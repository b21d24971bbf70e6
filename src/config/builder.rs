//! Build training components from configuration

use super::schema::{OptimSpec, RunSpec, SchedulerSpec};
use crate::data::{BatchLoader, GraphDataset, COORD_DIM};
use crate::error::{Error, Result};
use crate::nn::{
    Classifier, Critic, Generator, MlpClassifier, MlpCritic, MlpGenerator, SplatRenderer,
};
use crate::optim::{
    Adam, AdamW, ConstantLR, CosineAnnealingLR, LRScheduler, Optimizer, StepDecayLR, SGD,
};
use crate::train::{CombinedConfig, Player, PretrainConfig};
use rand::rngs::StdRng;
use rand::SeedableRng;

// Optimizer parameter field name constants
const PARAM_MOMENTUM: &str = "momentum";
const PARAM_BETA1: &str = "beta1";
const PARAM_BETA2: &str = "beta2";
const PARAM_EPS: &str = "eps";
const PARAM_WEIGHT_DECAY: &str = "weight_decay";

fn param_or(spec: &OptimSpec, key: &str, default: f64) -> f32 {
    let value = spec.params.get(key).and_then(serde_json::Value::as_f64);
    value.unwrap_or(default) as f32
}

/// Build optimizer from configuration
pub fn build_optimizer(spec: &OptimSpec) -> Result<Box<dyn Optimizer>> {
    match spec.name.to_lowercase().as_str() {
        "sgd" => {
            let momentum = param_or(spec, PARAM_MOMENTUM, 0.0);
            Ok(Box::new(SGD::new(spec.lr, momentum)))
        }
        "adam" => {
            let beta1 = param_or(spec, PARAM_BETA1, 0.9);
            let beta2 = param_or(spec, PARAM_BETA2, 0.999);
            let eps = param_or(spec, PARAM_EPS, 1e-8);
            Ok(Box::new(Adam::new(spec.lr, beta1, beta2, eps)))
        }
        "adamw" => {
            let beta1 = param_or(spec, PARAM_BETA1, 0.9);
            let beta2 = param_or(spec, PARAM_BETA2, 0.999);
            let eps = param_or(spec, PARAM_EPS, 1e-8);
            let weight_decay = param_or(spec, PARAM_WEIGHT_DECAY, 0.01);
            Ok(Box::new(AdamW::new(spec.lr, beta1, beta2, eps, weight_decay)))
        }
        name => Err(Error::ConfigError(format!(
            "Unknown optimizer: {name}. Supported: sgd, adam, adamw"
        ))),
    }
}

/// Build the per-epoch schedule starting from `lr`
pub fn build_scheduler(spec: &SchedulerSpec, lr: f32) -> Box<dyn LRScheduler> {
    match *spec {
        SchedulerSpec::Step { step_size, gamma } => {
            Box::new(StepDecayLR::new(lr, step_size, gamma))
        }
        SchedulerSpec::Cosine { t_max, lr_min } => {
            Box::new(CosineAnnealingLR::new(lr, t_max, lr_min))
        }
        SchedulerSpec::Constant => Box::new(ConstantLR::new(lr)),
    }
}

/// Freshly initialised networks with their optimizers and schedules
pub struct Players {
    pub generator: Player<dyn Generator>,
    pub critic: Player<dyn Critic>,
    pub classifier: Player<dyn Classifier>,
    pub renderer: SplatRenderer,
}

/// Initialise all three networks from `seed`
pub fn build_players(spec: &RunSpec) -> Result<Players> {
    let mut rng = StdRng::seed_from_u64(spec.seed);
    let model = &spec.model;
    let max_nodes = spec.data.max_nodes;

    let generator: Box<dyn Generator> = Box::new(MlpGenerator::new(
        max_nodes,
        COORD_DIM,
        model.noise_dim,
        model.hidden_dim,
        &mut rng,
    ));
    let critic: Box<dyn Critic> =
        Box::new(MlpCritic::new(max_nodes, COORD_DIM, model.hidden_dim, &mut rng));
    let classifier: Box<dyn Classifier> =
        Box::new(MlpClassifier::new(model.image_size, model.hidden_dim, &mut rng));

    let opts = &spec.optimizers;
    let schedules = &spec.schedulers;
    Ok(Players {
        generator: Player::new(
            generator,
            build_optimizer(&opts.generator)?,
            build_scheduler(&schedules.generator, opts.generator.lr),
        ),
        critic: Player::new(
            critic,
            build_optimizer(&opts.discriminator)?,
            build_scheduler(&schedules.discriminator, opts.discriminator.lr),
        ),
        classifier: Player::new(
            classifier,
            build_optimizer(&opts.classifier)?,
            build_scheduler(&schedules.classifier, opts.classifier.lr),
        ),
        renderer: SplatRenderer::new(model.image_size, model.sigma, model.extent),
    })
}

/// Train, validation and test loaders
pub struct Loaders {
    pub train: BatchLoader,
    pub val: BatchLoader,
    pub test: BatchLoader,
}

/// Load the three splits from JSON, or generate them when `data.demo` is set
pub fn build_loaders(spec: &RunSpec) -> Result<Loaders> {
    let data = &spec.data;
    let (train, val, test) = match data.demo {
        Some(demo) => (
            GraphDataset::synthetic(demo.train, data.max_nodes, spec.seed),
            GraphDataset::synthetic(demo.val, data.max_nodes, spec.seed.wrapping_add(1)),
            GraphDataset::synthetic(demo.test, data.max_nodes, spec.seed.wrapping_add(2)),
        ),
        None => {
            let load = |path: &Option<std::path::PathBuf>, split: &str| match path {
                Some(p) => GraphDataset::from_json_file(p, data.max_nodes),
                None => Err(Error::ConfigError(format!(
                    "data.{split} is required without data.demo"
                ))),
            };
            (
                load(&data.train, "train")?,
                load(&data.val, "val")?,
                load(&data.test, "test")?,
            )
        }
    };
    Ok(Loaders {
        train: BatchLoader::new(train, data.batch_size, data.shuffle, spec.seed),
        val: BatchLoader::new(val, data.batch_size, false, spec.seed),
        test: BatchLoader::new(test, data.batch_size, false, spec.seed),
    })
}

impl RunSpec {
    pub fn pretrain_config(&self) -> PretrainConfig {
        let p = &self.pretrain;
        PretrainConfig {
            epochs: p.epochs,
            penalty_weight: p.penalty_weight,
            reconstruction_weight: p.reconstruction_weight,
            patience: p.patience,
            snapshot_every: p.snapshot_every,
            snapshot_count: p.snapshot_count,
            output_dir: self.output_dir.clone(),
        }
    }

    pub fn combined_config(&self) -> CombinedConfig {
        let t = &self.train;
        CombinedConfig {
            epochs: t.epochs,
            patience: t.patience,
            penalty_weight: t.penalty_weight,
            alpha: t.alpha,
            num_z_samples: t.num_z_samples,
            eval_z_samples: t.eval_z_samples,
            snapshot_every: t.snapshot_every,
            snapshot_count: t.snapshot_count,
            output_dir: self.output_dir.clone(),
        }
    }
}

########################################

Exercise description
Word for word, set down every line of the material above.

Output for this task
repository b21d24971bbf70e6
filename src/config/builder.rs
//! Build training components from configuration

use super::schema::{OptimSpec, RunSpec, SchedulerSpec};
use crate::data::{BatchLoader, GraphDataset, COORD_DIM};
use crate::error::{Error, Result};
use crate::nn::{
    Classifier, Critic, Generator, MlpClassifier, MlpCritic, MlpGenerator, SplatRenderer,
};
use crate::optim::{
    Adam, AdamW, ConstantLR, CosineAnnealingLR, LRScheduler, Optimizer, StepDecayLR, SGD,
};
use crate::train::{CombinedConfig, Player, PretrainConfig};
use rand::rngs::StdRng;
use rand::SeedableRng;

// Optimizer parameter field name constants
const PARAM_MOMENTUM: &str = "momentum";
const PARAM_BETA1: &str = "beta1";
const PARAM_BETA2: &str = "beta2";
const PARAM_EPS: &str = "eps";
const PARAM_WEIGHT_DECAY: &str = "weight_decay";

fn param_or(spec: &OptimSpec, key: &str, default: f64) -> f32 {
    let value = spec.params.get(key).and_then(serde_json::Value::as_f64);
    value.unwrap_or(default) as f32
}

/// Build optimizer from configuration
pub fn build_optimizer(spec: &OptimSpec) -> Result<Box<dyn Optimizer>> {
    match spec.name.to_lowercase().as_str() {
        "sgd" => {
            let momentum = param_or(spec, PARAM_MOMENTUM, 0.0);
            Ok(Box::new(SGD::new(spec.lr, momentum)))
        }
        "adam" => {
            let beta1 = param_or(spec, PARAM_BETA1, 0.9);
            let beta2 = param_or(spec, PARAM_BETA2, 0.999);
            let eps = param_or(spec, PARAM_EPS, 1e-8);
            Ok(Box::new(Adam::new(spec.lr, beta1, beta2, eps)))
        }
        "adamw" => {
            let beta1 = param_or(spec, PARAM_BETA1, 0.9);
            let beta2 = param_or(spec, PARAM_BETA2, 0.999);
            let eps = param_or(spec, PARAM_EPS, 1e-8);
            let weight_decay = param_or(spec, PARAM_WEIGHT_DECAY, 0.01);
            Ok(Box::new(AdamW::new(spec.lr, beta1, beta2, eps, weight_decay)))
        }
        name => Err(Error::ConfigError(format!(
            "Unknown optimizer: {name}. Supported: sgd, adam, adamw"
        ))),
    }
}

/// Build the per-epoch schedule starting from `lr`
pub fn build_scheduler(spec: &SchedulerSpec, lr: f32) -> Box<dyn LRScheduler> {
    match *spec {
        SchedulerSpec::Step { step_size, gamma } => {
            Box::new(StepDecayLR::new(lr, step_size, gamma))
        }
        SchedulerSpec::Cosine { t_max, lr_min } => {
            Box::new(CosineAnnealingLR::new(lr, t_max, lr_min))
        }
        SchedulerSpec::Constant => Box::new(ConstantLR::new(lr)),
    }
}

/// Freshly initialised networks with their optimizers and schedules
pub struct Players {
    pub generator: Player<dyn Generator>,
    pub critic: Player<dyn Critic>,
    pub classifier: Player<dyn Classifier>,
    pub renderer: SplatRenderer,
}

/// Initialise all three networks from `seed`
pub fn build_players(spec: &RunSpec) -> Result<Players> {
    let mut rng = StdRng::seed_from_u64(spec.seed);
    let model = &spec.model;
    let max_nodes = spec.data.max_nodes;

    let generator: Box<dyn Generator> = Box::new(MlpGenerator::new(
        max_nodes,
        COORD_DIM,
        model.noise_dim,
        model.hidden_dim,
        &mut rng,
    ));
    let critic: Box<dyn Critic> =
        Box::new(MlpCritic::new(max_nodes, COORD_DIM, model.hidden_dim, &mut rng));
    let classifier: Box<dyn Classifier> =
        Box::new(MlpClassifier::new(model.image_size, model.hidden_dim, &mut rng));

    let opts = &spec.optimizers;
    let schedules = &spec.schedulers;
    Ok(Players {
        generator: Player::new(
            generator,
            build_optimizer(&opts.generator)?,
            build_scheduler(&schedules.generator, opts.generator.lr),
        ),
        critic: Player::new(
            critic,
            build_optimizer(&opts.discriminator)?,
            build_scheduler(&schedules.discriminator, opts.discriminator.lr),
        ),
        classifier: Player::new(
            classifier,
            build_optimizer(&opts.classifier)?,
            build_scheduler(&schedules.classifier, opts.classifier.lr),
        ),
        renderer: SplatRenderer::new(model.image_size, model.sigma, model.extent),
    })
}

/// Train, validation and test loaders
pub struct Loaders {
    pub train: BatchLoader,
    pub val: BatchLoader,
    pub test: BatchLoader,
}

/// Load the three splits from JSON, or generate them when `data.demo` is set
pub fn build_loaders(spec: &RunSpec) -> Result<Loaders> {
    let data = &spec.data;
    let (train, val, test) = match data.demo {
        Some(demo) => (
            GraphDataset::synthetic(demo.train, data.max_nodes, spec.seed),
            GraphDataset::synthetic(demo.val, data.max_nodes, spec.seed.wrapping_add(1)),
            GraphDataset::synthetic(demo.test, data.max_nodes, spec.seed.wrapping_add(2)),
        ),
        None => {
            let load = |path: &Option<std::path::PathBuf>, split: &str| match path {
                Some(p) => GraphDataset::from_json_file(p, data.max_nodes),
                None => Err(Error::ConfigError(format!(
                    "data.{split} is required without data.demo"
                ))),
            };
            (
                load(&data.train, "train")?,
                load(&data.val, "val")?,
                load(&data.test, "test")?,
            )
        }
    };
    Ok(Loaders {
        train: BatchLoader::new(train, data.batch_size, data.shuffle, spec.seed),
        val: BatchLoader::new(val, data.batch_size, false, spec.seed),
        test: BatchLoader::new(test, data.batch_size, false, spec.seed),
    })
}

impl RunSpec {
    pub fn pretrain_config(&self) -> PretrainConfig {
        let p = &self.pretrain;
        PretrainConfig {
            epochs: p.epochs,
            penalty_weight: p.penalty_weight,
            reconstruction_weight: p.reconstruction_weight,
            patience: p.patience,
            snapshot_every: p.snapshot_every,
            snapshot_count: p.snapshot_count,
            output_dir: self.output_dir.clone(),
        }
    }

    pub fn combined_config(&self) -> CombinedConfig {
        let t = &self.train;
        CombinedConfig {
            epochs: t.epochs,
            patience: t.patience,
            penalty_weight: t.penalty_weight,
            alpha: t.alpha,
            num_z_samples: t.num_z_samples,
            eval_z_samples: t.eval_z_samples,
            snapshot_every: t.snapshot_every,
            snapshot_count: t.snapshot_count,
            output_dir: self.output_dir.clone(),
        }
    }
}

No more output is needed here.